** Records follows **

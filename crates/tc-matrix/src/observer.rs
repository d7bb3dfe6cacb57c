//! Build observer trait for operator visibility.

use tc_zones::Zone;

use crate::{CatastrophicEvent, Notification};

/// Callbacks invoked by [`CostMatrixBuilder::build_observed`] once a build
/// has succeeded.
///
/// Nothing is reported for a failed build.  All methods have default no-op
/// implementations so implementors only override what they care about.
///
/// # Example — console alerts
///
/// ```rust,ignore
/// struct Console;
///
/// impl BuildObserver for Console {
///     fn on_notification(&mut self, n: &Notification) {
///         println!("{n}");
///     }
///     fn on_catastrophe(&mut self, e: &CatastrophicEvent) {
///         eprintln!("{e}");
///     }
/// }
/// ```
///
/// [`CostMatrixBuilder::build_observed`]: crate::CostMatrixBuilder::build_observed
pub trait BuildObserver {
    /// The zone set the time matrix was perturbed with.
    fn on_zones(&mut self, _zones: &[Zone]) {}

    /// One closed edge, in generation order.
    fn on_notification(&mut self, _notification: &Notification) {}

    /// Called at most once per build.
    fn on_catastrophe(&mut self, _event: &CatastrophicEvent) {}
}

/// A [`BuildObserver`] that does nothing.
pub struct NoopObserver;

impl BuildObserver for NoopObserver {}
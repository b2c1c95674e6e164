//! Configuration loading from disk.

use std::fs;
use std::path::Path;

use crate::config::schema::AppConfig;
use crate::config::validation::{validate_config, ValidationError};

/// Error type for configuration loading.
#[derive(Debug)]
pub enum ConfigError {
    Io(std::io::Error),
    Parse(toml::de::Error),
    Validation(Vec<ValidationError>),
}

impl std::fmt::Display for ConfigError {
    fn fmt(&self, f: &mut std::fmt::Formatter<'_>) -> std::fmt::Result {
        match self {
            ConfigError::Io(e) => write!(f, "IO error: {}", e),
            ConfigError::Parse(e) => write!(f, "Parse error: {}", e),
            ConfigError::Validation(errors) => {
                write!(f, "Validation failed: ")?;
                for (i, err) in errors.iter().enumerate() {
                    if i > 0 {
                        write!(f, ", ")?;
                    }
                    write!(f, "{}", err)?;
                }
                Ok(())
            }
        }
    }
}

impl std::error::Error for ConfigError {
    fn source(&self) -> Option<&(dyn std::error::Error + 'static)> {
        match self {
            ConfigError::Io(e) => Some(e),
            ConfigError::Parse(e) => Some(e),
            ConfigError::Validation(_) => None,
        }
    }
}

/// Parse and validate configuration from TOML text.
pub fn parse_config(content: &str) -> Result<AppConfig, ConfigError> {
    let config: AppConfig = toml::from_str(content).map_err(ConfigError::Parse)?;
    validate_config(&config).map_err(ConfigError::Validation)?;
    Ok(config)
}

/// Load and validate configuration from a TOML file.
pub fn load_config(path: &Path) -> Result<AppConfig, ConfigError> {
    let content = fs::read_to_string(path).map_err(ConfigError::Io)?;
    parse_config(&content)
}

#[cfg(test)]
mod tests {
    use super::*;

    #[test]
    fn test_load_config() {
        let dir = tempfile::tempdir().unwrap();
        let path = dir.path().join("router.toml");
        fs::write(
            &path,
            "[listener]\nbind_address = \"127.0.0.1:3000\"\n\n[routing]\ncache_enabled = false\n",
        )
        .unwrap();

        let config = load_config(&path).unwrap();
        assert_eq!(config.listener.bind_address, "127.0.0.1:3000");
        assert!(!config.routing.cache_enabled);
    }

    #[test]
    fn test_errors_are_reported() {
        assert!(matches!(load_config(Path::new("/does/not/exist.toml")), Err(ConfigError::Io(_))));
        assert!(matches!(parse_config("[listener"), Err(ConfigError::Parse(_))));

        let err = parse_config("[timeouts]\nrequest_secs = 0\n").unwrap_err();
        assert!(err.to_string().contains("timeouts.request_secs"));
    }
}
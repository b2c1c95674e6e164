//! Metrics collection and exposition.
//!
//! # Metrics
//! - `router_match_total` (counter): routed requests by `outcome`
//! - `router_container_loads_total` (counter): container loads by `source` IO
//! - `router_container_load_seconds` (histogram): container load time
//! - `router_cache_total` (counter): cache reads by `result` (hit, miss, invalid)
//!
//! # Design Decisions
//! - Recording is a no-op until a recorder is installed
//! - The Prometheus exporter is opt-in through configuration

use std::net::SocketAddr;
use std::time::Instant;

use metrics_exporter_prometheus::PrometheusBuilder;

pub fn record_match(outcome: &'static str) {
    metrics::counter!("router_match_total", "outcome" => outcome).increment(1);
}

pub fn record_container_load(source: &'static str, started: Instant) {
    metrics::counter!("router_container_loads_total", "source" => source).increment(1);
    metrics::histogram!("router_container_load_seconds").record(started.elapsed().as_secs_f64());
}

pub fn record_cache(result: &'static str) {
    metrics::counter!("router_cache_total", "result" => result).increment(1);
}

/// Serve Prometheus metrics on `addr`. Must run inside a Tokio runtime.
pub fn init_metrics(addr: SocketAddr) {
    match PrometheusBuilder::new().with_http_listener(addr).install() {
        Ok(()) => tracing::info!(address = %addr, "Metrics exporter listening"),
        Err(e) => tracing::error!(address = %addr, error = %e, "Failed to install metrics exporter"),
    }
}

** End of Records **

Your task is to output the full set of records exactly as presented.

filename crates/tc-matrix/src/observer.rs
repository d7bb3dfe6cacb57c
//! Build observer trait for operator visibility.

use tc_zones::Zone;

use crate::{CatastrophicEvent, Notification};

/// Callbacks invoked by [`CostMatrixBuilder::build_observed`] once a build
/// has succeeded.
///
/// Nothing is reported for a failed build.  All methods have default no-op
/// implementations so implementors only override what they care about.
///
/// # Example — console alerts
///
/// ```rust,ignore
/// struct Console;
///
/// impl BuildObserver for Console {
///     fn on_notification(&mut self, n: &Notification) {
///         println!("{n}");
///     }
///     fn on_catastrophe(&mut self, e: &CatastrophicEvent) {
///         eprintln!("{e}");
///     }
/// }
/// ```
///
/// [`CostMatrixBuilder::build_observed`]: crate::CostMatrixBuilder::build_observed
pub trait BuildObserver {
    /// The zone set the time matrix was perturbed with.
    fn on_zones(&mut self, _zones: &[Zone]) {}

    /// One closed edge, in generation order.
    fn on_notification(&mut self, _notification: &Notification) {}

    /// Called at most once per build.
    fn on_catastrophe(&mut self, _event: &CatastrophicEvent) {}
}

/// A [`BuildObserver`] that does nothing.
pub struct NoopObserver;

impl BuildObserver for NoopObserver {}
repository b2c1c95674e6e164
//! Configuration loading from disk.

use std::fs;
use std::path::Path;

use crate::config::schema::AppConfig;
use crate::config::validation::{validate_config, ValidationError};

/// Error type for configuration loading.
#[derive(Debug)]
pub enum ConfigError {
    Io(std::io::Error),
    Parse(toml::de::Error),
    Validation(Vec<ValidationError>),
}

impl std::fmt::Display for ConfigError {
    fn fmt(&self, f: &mut std::fmt::Formatter<'_>) -> std::fmt::Result {
        match self {
            ConfigError::Io(e) => write!(f, "IO error: {}", e),
            ConfigError::Parse(e) => write!(f, "Parse error: {}", e),
            ConfigError::Validation(errors) => {
                write!(f, "Validation failed: ")?;
                for (i, err) in errors.iter().enumerate() {
                    if i > 0 {
                        write!(f, ", ")?;
                    }
                    write!(f, "{}", err)?;
                }
                Ok(())
            }
        }
    }
}

impl std::error::Error for ConfigError {
    fn source(&self) -> Option<&(dyn std::error::Error + 'static)> {
        match self {
            ConfigError::Io(e) => Some(e),
            ConfigError::Parse(e) => Some(e),
            ConfigError::Validation(_) => None,
        }
    }
}

/// Parse and validate configuration from TOML text.
pub fn parse_config(content: &str) -> Result<AppConfig, ConfigError> {
    let config: AppConfig = toml::from_str(content).map_err(ConfigError::Parse)?;
    validate_config(&config).map_err(ConfigError::Validation)?;
    Ok(config)
}

/// Load and validate configuration from a TOML file.
pub fn load_config(path: &Path) -> Result<AppConfig, ConfigError> {
    let content = fs::read_to_string(path).map_err(ConfigError::Io)?;
    parse_config(&content)
}

#[cfg(test)]
mod tests {
    use super::*;

    #[test]
    fn test_load_config() {
        let dir = tempfile::tempdir().unwrap();
        let path = dir.path().join("router.toml");
        fs::write(
            &path,
            "[listener]\nbind_address = \"127.0.0.1:3000\"\n\n[routing]\ncache_enabled = false\n",
        )
        .unwrap();

        let config = load_config(&path).unwrap();
        assert_eq!(config.listener.bind_address, "127.0.0.1:3000");
        assert!(!config.routing.cache_enabled);
    }

    #[test]
    fn test_errors_are_reported() {
        assert!(matches!(load_config(Path::new("/does/not/exist.toml")), Err(ConfigError::Io(_))));
        assert!(matches!(parse_config("[listener"), Err(ConfigError::Parse(_))));

        let err = parse_config("[timeouts]\nrequest_secs = 0\n").unwrap_err();
        assert!(err.to_string().contains("timeouts.request_secs"));
    }
}
repository b2c1c95674e6e164
//! Metrics collection and exposition.
//!
//! # Metrics
//! - `router_match_total` (counter): routed requests by `outcome`
//! - `router_container_loads_total` (counter): container loads by `source` IO
//! - `router_container_load_seconds` (histogram): container load time
//! - `router_cache_total` (counter): cache reads by `result` (hit, miss, invalid)
//!
//! # Design Decisions
//! - Recording is a no-op until a recorder is installed
//! - The Prometheus exporter is opt-in through configuration

use std::net::SocketAddr;
use std::time::Instant;

use metrics_exporter_prometheus::PrometheusBuilder;

pub fn record_match(outcome: &'static str) {
    metrics::counter!("router_match_total", "outcome" => outcome).increment(1);
}

pub fn record_container_load(source: &'static str, started: Instant) {
    metrics::counter!("router_container_loads_total", "source" => source).increment(1);
    metrics::histogram!("router_container_load_seconds").record(started.elapsed().as_secs_f64());
}

pub fn record_cache(result: &'static str) {
    metrics::counter!("router_cache_total", "result" => result).increment(1);
}

/// Serve Prometheus metrics on `addr`. Must run inside a Tokio runtime.
pub fn init_metrics(addr: SocketAddr) {
    match PrometheusBuilder::new().with_http_listener(addr).install() {
        Ok(()) => tracing::info!(address = %addr, "Metrics exporter listening"),
        Err(e) => tracing::error!(address = %addr, error = %e, "Failed to install metrics exporter"),
    }
}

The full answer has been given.